Why is the board doing it? Like I said, it’s been two years since the elimination of the personal belief exemption, and the board has only disciplined one doctor, despite the fact that there are still many thousands of seemingly healthy children who are medically vaccine exempt. So maybe the board is feeling the heat from the Legislature or the state and county departments of health. And because of federal FERPA school privacy laws, the aforementioned Greg Glaser, Esq., and the fact that the board can’t investigate without a specific complaint, the board may see this new tactic as a faster and more efficient process to identify the main vaccine exemption writing docs and bring them before the board on charges on dozens (or more) cases at one hearing.

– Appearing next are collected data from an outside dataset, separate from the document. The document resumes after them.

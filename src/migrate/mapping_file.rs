//! Folder mapping files: explicit origin-to-destination pairs by folder id.
//!
//! The first record is a header and is skipped. Column 1 holds the origin
//! folder id and column 2 the destination folder id; other columns are
//! ignored. A destination id counts only if it is exactly
//! [`DESTINATION_ID_LEN`] characters long, otherwise the origin is treated as
//! unmatched.

use std::fs::File;
use std::io::Read;
use std::path::Path;

use serde::Serialize;

use crate::migrate::error::MappingError;

/// Length of a valid destination folder id in a mapping file.
pub const DESTINATION_ID_LEN: usize = 11;

const ORIGIN_COLUMN: usize = 1;
const DESTINATION_COLUMN: usize = 2;

/// One row of a mapping file.
#[derive(Debug, Clone, PartialEq, Eq, Serialize)]
pub struct FolderMapping {
    pub origin_id: String,
    pub destination_id: Option<String>,
}

/// Read all mappings from a file.
pub fn read_mapping_file(path: &Path) -> Result<Vec<FolderMapping>, MappingError> {
    let file = File::open(path).map_err(|source| MappingError::Open {
        path: path.to_path_buf(),
        source,
    })?;
    parse_mappings(file)
}

/// Parse mappings from any CSV source.
pub fn parse_mappings<R: Read>(reader: R) -> Result<Vec<FolderMapping>, MappingError> {
    let mut csv_reader = csv::ReaderBuilder::new()
        .has_headers(true)
        .flexible(true)
        .from_reader(reader);

    let mut mappings = Vec::new();
    for record in csv_reader.records() {
        let record = record?;
        let line = record.position().map(|p| p.line()).unwrap_or(0);

        let (Some(origin_id), Some(destination_id)) =
            (record.get(ORIGIN_COLUMN), record.get(DESTINATION_COLUMN))
        else {
            return Err(MappingError::MissingColumns {
                line,
                found: record.len(),
            });
        };

        let origin_id = origin_id.trim();
        if origin_id.is_empty() {
            return Err(MappingError::MissingOriginId { line });
        }

        let destination_id = (destination_id.len() == DESTINATION_ID_LEN)
            .then(|| destination_id.to_string());

        mappings.push(FolderMapping {
            origin_id: origin_id.to_string(),
            destination_id,
        });
    }

    Ok(mappings)
}

#[cfg(test)]
mod tests {
    use super::*;

    #[test]
    fn test_parse_mappings() {
        let data = "\
Account Name,Legacy Folder Id,Account Folder Id
Acme,65741957001,56475663001
Beta,65741957002,
Gamma,65741957003,123
";
        let mappings = parse_mappings(data.as_bytes()).unwrap();

        assert_eq!(
            mappings,
            vec![
                FolderMapping {
                    origin_id: "65741957001".to_string(),
                    destination_id: Some("56475663001".to_string()),
                },
                FolderMapping {
                    origin_id: "65741957002".to_string(),
                    destination_id: None,
                },
                FolderMapping {
                    origin_id: "65741957003".to_string(),
                    destination_id: None,
                },
            ]
        );
    }

    #[test]
    fn test_header_only() {
        let mappings = parse_mappings("a,b,c\n".as_bytes()).unwrap();
        assert!(mappings.is_empty());
    }

    #[test]
    fn test_extra_columns_ignored() {
        let data = "h1,h2,h3,h4\nx,1,56475663001,extra\n";
        let mappings = parse_mappings(data.as_bytes()).unwrap();
        assert_eq!(mappings.len(), 1);
        assert_eq!(mappings[0].destination_id.as_deref(), Some("56475663001"));
    }

    #[test]
    fn test_short_row_rejected() {
        let data = "h1,h2,h3\nAcme,65741957001\n";
        let err = parse_mappings(data.as_bytes()).unwrap_err();
        assert!(matches!(err, MappingError::MissingColumns { line: 2, found: 2 }));
    }

    #[test]
    fn test_blank_origin_rejected() {
        let data = "h1,h2,h3\nAcme,,56475663001\n";
        let err = parse_mappings(data.as_bytes()).unwrap_err();
        assert!(matches!(err, MappingError::MissingOriginId { line: 2 }));
    }

    #[test]
    fn test_origin_id_is_trimmed() {
        let data = "h1,h2,h3\nAcme, 65741957001 ,56475663001\n";
        let mappings = parse_mappings(data.as_bytes()).unwrap();
        assert_eq!(mappings[0].origin_id, "65741957001");
        assert_eq!(mappings[0].destination_id.as_deref(), Some("56475663001"));
    }

    #[test]
    fn test_read_missing_file() {
        let dir = tempfile::tempdir().unwrap();
        let err = read_mapping_file(&dir.path().join("nope.csv")).unwrap_err();
        assert!(matches!(err, MappingError::Open { .. }));
    }
}
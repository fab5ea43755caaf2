//! Database layer for mapsync

mod connection;
mod migrations;
mod repository;

pub use connection::Database;
pub use repository::{MarkerStore, SqliteMarkerStore};
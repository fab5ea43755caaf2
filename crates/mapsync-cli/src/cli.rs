use std::path::PathBuf;

use clap::{Parser, Subcommand};

#[derive(Parser)]
#[command(name = "mapsync")]
#[command(about = "Mirror civic-engagement map markers into SQLite and export them as CSV")]
#[command(version)]
pub struct Cli {
    #[command(subcommand)]
    pub command: Commands,

    /// Path to local database file (default: data.db)
    #[arg(long, global = true, value_name = "PATH")]
    pub db_path: Option<PathBuf>,
}

#[derive(Subcommand)]
pub enum Commands {
    /// Fetch new and still-editable markers from a map into the database
    Sync {
        /// Map base URL, e.g. https://www.shapeyourcityhalifax.ca/project/maps/project
        #[arg(long, value_name = "URL")]
        base_url: Option<String>,
    },
    /// Write stored markers as CSV
    Dump {
        /// Optional output path (stdout when omitted)
        #[arg(short, long, value_name = "PATH")]
        output: Option<PathBuf>,
        /// Response columns as NAME PATTERN pairs, e.g. your_comment '^Your Comment'
        #[arg(trailing_var_arg = true, allow_hyphen_values = true, value_name = "NAME PATTERN")]
        fields: Vec<String>,
    },
}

Seems like this could be a big problem for the vaccine writing docs.

I’ve been tasked to stop it.

If the board doesn’t back down, we’ll end up in court, or more likely two courts (superior court and the appellate court), as the loser will surely appeal.

It’s going to be interesting.

Stay Tuned!

Rick Jaffe, Esq.

And by the way, if a vaccine exemption writing doctor complies and turns over the contact information of every patient who has received an exemption, seems like a good bet that the board investigators will start calling the families of every medically vaccine exempted patient and seek their permission for their physician to release the medical records. I predict no parents will agree to do so (except perhaps post-divorce pro-vax, non-custodial parents). Absent parental consent, the medical records of these patients will be subpoenaed by the board. The doctor may resist, but ultimately the courts are likely to grant the board’s request to enforce the subpoena. After the records are reviewed by a conventional doctor, there will be a recorded interview with the physician with medical board personnel asking about the rationale for all these exemptions. A few months after the interview, a board complaint (called an Accusation in California) will be filed, charging the doctor with incompetence, gross negligence, and repeated acts of negligence in writing vaccine exemptions not in accordance with the standard of care, which means the contraindications listed on each vaccine’s label (which includes the package insert). That is essentially the opinion of the main pediatric and family medicine trade associations and the CDC. News flash: these groups basically don’t think there is any medical justification for writing a vaccine exemption for a healthy child. So a doctor facing one of these Investigative Interrogatory requests might be better off trying to stop this before it snowballs into a mega case involving dozens or hundreds of patients.